--- TASK PROMPT ---
Nothing in the data may be altered as it is transcribed.

BEGIN

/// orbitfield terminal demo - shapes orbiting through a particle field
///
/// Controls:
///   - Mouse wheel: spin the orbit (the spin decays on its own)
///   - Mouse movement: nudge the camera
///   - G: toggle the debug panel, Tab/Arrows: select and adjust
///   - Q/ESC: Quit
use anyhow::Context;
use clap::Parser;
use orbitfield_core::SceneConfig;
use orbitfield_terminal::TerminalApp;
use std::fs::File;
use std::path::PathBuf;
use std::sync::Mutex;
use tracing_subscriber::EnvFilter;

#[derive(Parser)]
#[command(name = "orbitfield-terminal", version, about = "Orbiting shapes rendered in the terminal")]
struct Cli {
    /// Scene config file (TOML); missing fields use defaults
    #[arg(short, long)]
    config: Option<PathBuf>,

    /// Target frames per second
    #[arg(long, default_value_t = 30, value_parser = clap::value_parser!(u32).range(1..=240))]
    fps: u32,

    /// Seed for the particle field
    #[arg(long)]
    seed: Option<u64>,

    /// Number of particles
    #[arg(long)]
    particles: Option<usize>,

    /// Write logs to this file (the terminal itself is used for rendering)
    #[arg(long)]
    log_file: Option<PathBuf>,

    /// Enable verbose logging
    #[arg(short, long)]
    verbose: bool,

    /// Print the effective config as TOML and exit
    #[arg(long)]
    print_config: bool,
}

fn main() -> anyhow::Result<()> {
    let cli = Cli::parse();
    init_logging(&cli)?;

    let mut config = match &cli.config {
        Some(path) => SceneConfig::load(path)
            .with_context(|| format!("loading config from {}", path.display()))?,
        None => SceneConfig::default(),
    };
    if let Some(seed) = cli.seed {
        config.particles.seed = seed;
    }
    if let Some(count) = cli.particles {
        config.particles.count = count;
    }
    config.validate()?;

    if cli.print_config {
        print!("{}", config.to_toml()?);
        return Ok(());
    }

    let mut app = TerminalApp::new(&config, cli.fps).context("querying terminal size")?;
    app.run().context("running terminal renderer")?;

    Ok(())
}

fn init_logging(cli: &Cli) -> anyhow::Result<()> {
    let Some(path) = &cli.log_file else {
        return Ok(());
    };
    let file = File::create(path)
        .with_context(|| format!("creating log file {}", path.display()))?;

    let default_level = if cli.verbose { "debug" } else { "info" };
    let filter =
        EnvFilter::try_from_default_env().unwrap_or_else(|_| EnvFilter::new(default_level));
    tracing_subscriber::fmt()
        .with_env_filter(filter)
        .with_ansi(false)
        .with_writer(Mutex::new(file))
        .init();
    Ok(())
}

END

--- ANSWER TO THIS TASK ---
/// orbitfield terminal demo - shapes orbiting through a particle field
///
/// Controls:
///   - Mouse wheel: spin the orbit (the spin decays on its own)
///   - Mouse movement: nudge the camera
///   - G: toggle the debug panel, Tab/Arrows: select and adjust
///   - Q/ESC: Quit
use anyhow::Context;
use clap::Parser;
use orbitfield_core::SceneConfig;
use orbitfield_terminal::TerminalApp;
use std::fs::File;
use std::path::PathBuf;
use std::sync::Mutex;
use tracing_subscriber::EnvFilter;

#[derive(Parser)]
#[command(name = "orbitfield-terminal", version, about = "Orbiting shapes rendered in the terminal")]
struct Cli {
    /// Scene config file (TOML); missing fields use defaults
    #[arg(short, long)]
    config: Option<PathBuf>,

    /// Target frames per second
    #[arg(long, default_value_t = 30, value_parser = clap::value_parser!(u32).range(1..=240))]
    fps: u32,

    /// Seed for the particle field
    #[arg(long)]
    seed: Option<u64>,

    /// Number of particles
    #[arg(long)]
    particles: Option<usize>,

    /// Write logs to this file (the terminal itself is used for rendering)
    #[arg(long)]
    log_file: Option<PathBuf>,

    /// Enable verbose logging
    #[arg(short, long)]
    verbose: bool,

    /// Print the effective config as TOML and exit
    #[arg(long)]
    print_config: bool,
}

fn main() -> anyhow::Result<()> {
    let cli = Cli::parse();
    init_logging(&cli)?;

    let mut config = match &cli.config {
        Some(path) => SceneConfig::load(path)
            .with_context(|| format!("loading config from {}", path.display()))?,
        None => SceneConfig::default(),
    };
    if let Some(seed) = cli.seed {
        config.particles.seed = seed;
    }
    if let Some(count) = cli.particles {
        config.particles.count = count;
    }
    config.validate()?;

    if cli.print_config {
        print!("{}", config.to_toml()?);
        return Ok(());
    }

    let mut app = TerminalApp::new(&config, cli.fps).context("querying terminal size")?;
    app.run().context("running terminal renderer")?;

    Ok(())
}

fn init_logging(cli: &Cli) -> anyhow::Result<()> {
    let Some(path) = &cli.log_file else {
        return Ok(());
    };
    let file = File::create(path)
        .with_context(|| format!("creating log file {}", path.display()))?;

    let default_level = if cli.verbose { "debug" } else { "info" };
    let filter =
        EnvFilter::try_from_default_env().unwrap_or_else(|_| EnvFilter::new(default_level));
    tracing_subscriber::fmt()
        .with_env_filter(filter)
        .with_ansi(false)
        .with_writer(Mutex::new(file))
        .init();
    Ok(())
}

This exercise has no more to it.